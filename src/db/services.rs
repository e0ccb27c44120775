//! High-level data services over the repository traits.
//!
//! These functions are what the HTTP handlers call: they validate input,
//! orchestrate repository operations, and enrich records for display. They
//! work with any `FullRepository` implementation.

use crate::api::{
    Booking, BookingDetail, BookingFilter, BookingId, BookingStatus, NewService, ServiceChanges,
    ServiceFilter, ServiceId, ServiceOffering, SpecialDay, SpecialDayId, UserAccount, UserFilter,
    UserId, UserProfileChanges, WorkingHour, WorkingHourId,
};
use crate::db::repository::{
    BookingRepository, CatalogRepository, ErrorContext, FullRepository, HoursRepository,
    RepositoryError, RepositoryResult, UserRepository,
};
use crate::models::TimeOfDay;
use chrono::NaiveDate;

/// Check that the repository is reachable.
pub async fn health_check(repo: &dyn FullRepository) -> RepositoryResult<bool> {
    repo.health_check().await
}

// =============================================================================
// Catalog
// =============================================================================

pub async fn list_services(
    repo: &dyn FullRepository,
    filter: ServiceFilter,
) -> RepositoryResult<Vec<ServiceOffering>> {
    repo.list_services(filter).await
}

pub async fn get_service(
    repo: &dyn FullRepository,
    id: ServiceId,
) -> RepositoryResult<Option<ServiceOffering>> {
    repo.fetch_service(id).await
}

/// Create a catalog service after validating price and duration.
pub async fn create_service(
    repo: &dyn FullRepository,
    service: NewService,
) -> RepositoryResult<ServiceOffering> {
    if service.price < 0.0 {
        return Err(RepositoryError::validation_with_context(
            "price must not be negative",
            ErrorContext::new("create_service").with_entity("service"),
        ));
    }
    if service.duration_min == 0 {
        return Err(RepositoryError::validation_with_context(
            "duration must be at least one minute",
            ErrorContext::new("create_service").with_entity("service"),
        ));
    }
    repo.insert_service(service).await
}

pub async fn update_service(
    repo: &dyn FullRepository,
    id: ServiceId,
    changes: ServiceChanges,
) -> RepositoryResult<ServiceOffering> {
    if changes.price.is_some_and(|p| p < 0.0) {
        return Err(RepositoryError::validation_with_context(
            "price must not be negative",
            ErrorContext::new("update_service").with_entity_id(id),
        ));
    }
    if changes.duration_min == Some(0) {
        return Err(RepositoryError::validation_with_context(
            "duration must be at least one minute",
            ErrorContext::new("update_service").with_entity_id(id),
        ));
    }
    repo.update_service(id, changes).await
}

pub async fn delete_service(repo: &dyn FullRepository, id: ServiceId) -> RepositoryResult<()> {
    repo.delete_service(id).await
}

// =============================================================================
// Bookings
// =============================================================================

/// List bookings with client and service fields joined in for display.
pub async fn list_bookings_detailed(
    repo: &dyn FullRepository,
    filter: BookingFilter,
) -> RepositoryResult<Vec<BookingDetail>> {
    let bookings = repo.list_bookings(filter).await?;
    let mut detailed = Vec::with_capacity(bookings.len());
    for booking in bookings {
        detailed.push(enrich_booking(repo, booking).await?);
    }
    Ok(detailed)
}

/// Fetch one booking with client and service fields joined in.
pub async fn get_booking_detailed(
    repo: &dyn FullRepository,
    id: BookingId,
) -> RepositoryResult<Option<BookingDetail>> {
    match repo.fetch_booking(id).await? {
        Some(booking) => Ok(Some(enrich_booking(repo, booking).await?)),
        None => Ok(None),
    }
}

async fn enrich_booking(
    repo: &dyn FullRepository,
    booking: Booking,
) -> RepositoryResult<BookingDetail> {
    let client = repo.fetch_user(booking.client_id).await?;
    let service = repo.fetch_service(booking.service_id).await?;
    Ok(BookingDetail {
        client_name: client.as_ref().map(|c| c.name.clone()).unwrap_or_default(),
        client_phone: client.map(|c| c.phone).unwrap_or_default(),
        service_name: service.as_ref().map(|s| s.name.clone()).unwrap_or_default(),
        service_price: service.as_ref().map(|s| s.price).unwrap_or(0.0),
        service_duration_min: service.map(|s| s.duration_min).unwrap_or(0),
        booking,
    })
}

pub async fn set_booking_status(
    repo: &dyn FullRepository,
    id: BookingId,
    status: BookingStatus,
) -> RepositoryResult<Booking> {
    repo.update_booking_status(id, status).await
}

pub async fn set_booking_notes(
    repo: &dyn FullRepository,
    id: BookingId,
    notes: Option<String>,
) -> RepositoryResult<Booking> {
    repo.update_booking_notes(id, notes).await
}

/// Cancel a booking. Only pending or confirmed bookings can be cancelled;
/// ownership is checked by the caller, which has the requester at hand.
pub async fn cancel_booking(repo: &dyn FullRepository, id: BookingId) -> RepositoryResult<Booking> {
    let booking = repo
        .fetch_booking(id)
        .await?
        .ok_or_else(|| RepositoryError::not_found("booking not found"))?;

    if !booking.status.is_active() {
        return Err(RepositoryError::validation_with_context(
            "only pending or confirmed bookings can be cancelled",
            ErrorContext::new("cancel_booking")
                .with_entity("booking")
                .with_entity_id(id),
        ));
    }

    repo.update_booking_status(id, BookingStatus::Cancelled)
        .await
}

// =============================================================================
// Schedule configuration
// =============================================================================

fn validate_window(
    operation: &str,
    start: TimeOfDay,
    end: TimeOfDay,
) -> RepositoryResult<()> {
    if start >= end {
        return Err(RepositoryError::validation_with_context(
            "window start must be before its end",
            ErrorContext::new(operation).with_details(format!("start={} end={}", start, end)),
        ));
    }
    Ok(())
}

fn validate_weekday(operation: &str, weekday: u8) -> RepositoryResult<()> {
    if weekday > 6 {
        return Err(RepositoryError::validation_with_context(
            "weekday must be in 0..=6 (0 = Sunday)",
            ErrorContext::new(operation).with_details(format!("weekday={}", weekday)),
        ));
    }
    Ok(())
}

pub async fn list_working_hours(repo: &dyn FullRepository) -> RepositoryResult<Vec<WorkingHour>> {
    repo.list_working_hours().await
}

pub async fn create_working_hour(
    repo: &dyn FullRepository,
    weekday: u8,
    start: TimeOfDay,
    end: TimeOfDay,
) -> RepositoryResult<WorkingHour> {
    validate_weekday("create_working_hour", weekday)?;
    validate_window("create_working_hour", start, end)?;
    repo.insert_working_hour(weekday, start, end).await
}

pub async fn update_working_hour(
    repo: &dyn FullRepository,
    id: WorkingHourId,
    weekday: u8,
    start: TimeOfDay,
    end: TimeOfDay,
) -> RepositoryResult<WorkingHour> {
    validate_weekday("update_working_hour", weekday)?;
    validate_window("update_working_hour", start, end)?;
    repo.update_working_hour(id, weekday, start, end).await
}

pub async fn delete_working_hour(
    repo: &dyn FullRepository,
    id: WorkingHourId,
) -> RepositoryResult<()> {
    repo.delete_working_hour(id).await
}

pub async fn list_special_days(repo: &dyn FullRepository) -> RepositoryResult<Vec<SpecialDay>> {
    repo.list_special_days().await
}

pub async fn create_special_day(
    repo: &dyn FullRepository,
    date: NaiveDate,
    start: TimeOfDay,
    end: TimeOfDay,
) -> RepositoryResult<SpecialDay> {
    validate_window("create_special_day", start, end)?;
    repo.insert_special_day(date, start, end).await
}

pub async fn update_special_day(
    repo: &dyn FullRepository,
    id: SpecialDayId,
    date: NaiveDate,
    start: TimeOfDay,
    end: TimeOfDay,
) -> RepositoryResult<SpecialDay> {
    validate_window("update_special_day", start, end)?;
    repo.update_special_day(id, date, start, end).await
}

pub async fn delete_special_day(
    repo: &dyn FullRepository,
    id: SpecialDayId,
) -> RepositoryResult<()> {
    repo.delete_special_day(id).await
}

// =============================================================================
// Users
// =============================================================================

pub async fn list_users(
    repo: &dyn FullRepository,
    filter: UserFilter,
) -> RepositoryResult<Vec<UserAccount>> {
    repo.list_users(filter).await
}

pub async fn get_user(
    repo: &dyn FullRepository,
    id: UserId,
) -> RepositoryResult<Option<UserAccount>> {
    repo.fetch_user(id).await
}

pub async fn update_user_profile(
    repo: &dyn FullRepository,
    id: UserId,
    changes: UserProfileChanges,
) -> RepositoryResult<UserAccount> {
    repo.update_user_profile(id, changes).await
}

/// Delete a user account, refusing while bookings reference it.
pub async fn delete_user(repo: &dyn FullRepository, id: UserId) -> RepositoryResult<()> {
    let bookings = repo.count_bookings_for_client(id).await?;
    if bookings > 0 {
        return Err(RepositoryError::validation_with_context(
            "cannot delete a user that has bookings",
            ErrorContext::new("delete_user")
                .with_entity("user")
                .with_entity_id(id)
                .with_details(format!("bookings={}", bookings)),
        ));
    }
    repo.delete_user(id).await
}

━━━━━━━━━━

Problem to work on:
Show each line of the material holding "UserFilter".

Exercise output:
    ServiceFilter, ServiceId, ServiceOffering, SpecialDay, SpecialDayId, UserAccount, UserFilter,
    filter: UserFilter,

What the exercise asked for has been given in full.